● **Exercise prompt**:
Sort through the entries below and pull out lines containing the word "axum".

### Records for the exercise

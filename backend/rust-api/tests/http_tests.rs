use axum::{
    body::{to_bytes, Body},
    http::{Request, StatusCode},
};
use serde_json::json;
use std::sync::Arc;
use tower::ServiceExt;

use adaptix_api::{create_router, AppState};

mod common;
use common::{questions_json, sample_test, test_config, InMemoryStore, ScriptedClient};

fn test_app(store: InMemoryStore, client: ScriptedClient) -> axum::Router {
    let state = Arc::new(AppState::with_parts(
        test_config(),
        Arc::new(store),
        Arc::new(client),
    ));
    create_router(state)
}

#[tokio::test]
async fn health_endpoint_reports_quota_state() {
    let app = test_app(InMemoryStore::new(), ScriptedClient::new());

    let response = app
        .oneshot(
            Request::builder()
                .method("GET")
                .uri("/health")
                .body(Body::empty())
                .unwrap(),
        )
        .await
        .unwrap();

    assert_eq!(response.status(), StatusCode::OK);
    let body = to_bytes(response.into_body(), usize::MAX).await.unwrap();
    let json: serde_json::Value = serde_json::from_slice(&body).unwrap();
    assert_eq!(json["status"], "healthy");
    assert_eq!(json["dependencies"]["ai_quota"]["daily_limit"], 100);
}

#[tokio::test]
async fn starting_an_attempt_over_http_returns_the_batch() {
    let store = InMemoryStore::new().with_test(sample_test("t1", "algebra", 10, 5));
    let client = ScriptedClient::new().final_text(questions_json(5, "easy", "algebra"));
    let app = test_app(store, client);

    let body = json!({ "learner_id": "learner-1" });
    let response = app
        .oneshot(
            Request::builder()
                .method("POST")
                .uri("/api/v1/tests/t1/attempts")
                .header("content-type", "application/json")
                .body(Body::from(body.to_string()))
                .unwrap(),
        )
        .await
        .unwrap();

    let status = response.status();
    let body = to_bytes(response.into_body(), usize::MAX).await.unwrap();
    if status != StatusCode::CREATED {
        panic!(
            "unexpected status {} body {}",
            status,
            String::from_utf8_lossy(&body)
        );
    }

    let json: serde_json::Value = serde_json::from_slice(&body).unwrap();
    assert_eq!(json["questions"].as_array().unwrap().len(), 5);
    assert_eq!(json["session_number"], 1);
    assert_eq!(json["total_sessions"], 2);
    assert_eq!(json["used_fallback"], false);
}

#[tokio::test]
async fn unknown_test_maps_to_404() {
    let app = test_app(InMemoryStore::new(), ScriptedClient::new());

    let body = json!({ "learner_id": "learner-1" });
    let response = app
        .oneshot(
            Request::builder()
                .method("POST")
                .uri("/api/v1/tests/missing/attempts")
                .header("content-type", "application/json")
                .body(Body::from(body.to_string()))
                .unwrap(),
        )
        .await
        .unwrap();

    assert_eq!(response.status(), StatusCode::NOT_FOUND);
}

#[tokio::test]
async fn insights_for_unknown_attempt_map_to_404() {
    let app = test_app(InMemoryStore::new(), ScriptedClient::new());

    let response = app
        .oneshot(
            Request::builder()
                .method("GET")
                .uri("/api/v1/attempts/nope/insights")
                .body(Body::empty())
                .unwrap(),
        )
        .await
        .unwrap();

    assert_eq!(response.status(), StatusCode::NOT_FOUND);
}

#[tokio::test]
async fn metrics_endpoint_requires_basic_auth() {
    let app = test_app(InMemoryStore::new(), ScriptedClient::new());

    let response = app
        .oneshot(
            Request::builder()
                .method("GET")
                .uri("/metrics")
                .body(Body::empty())
                .unwrap(),
        )
        .await
        .unwrap();

    assert_eq!(response.status(), StatusCode::UNAUTHORIZED);
}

######

● **Response box**:
use axum::{
fn test_app(store: InMemoryStore, client: ScriptedClient) -> axum::Router {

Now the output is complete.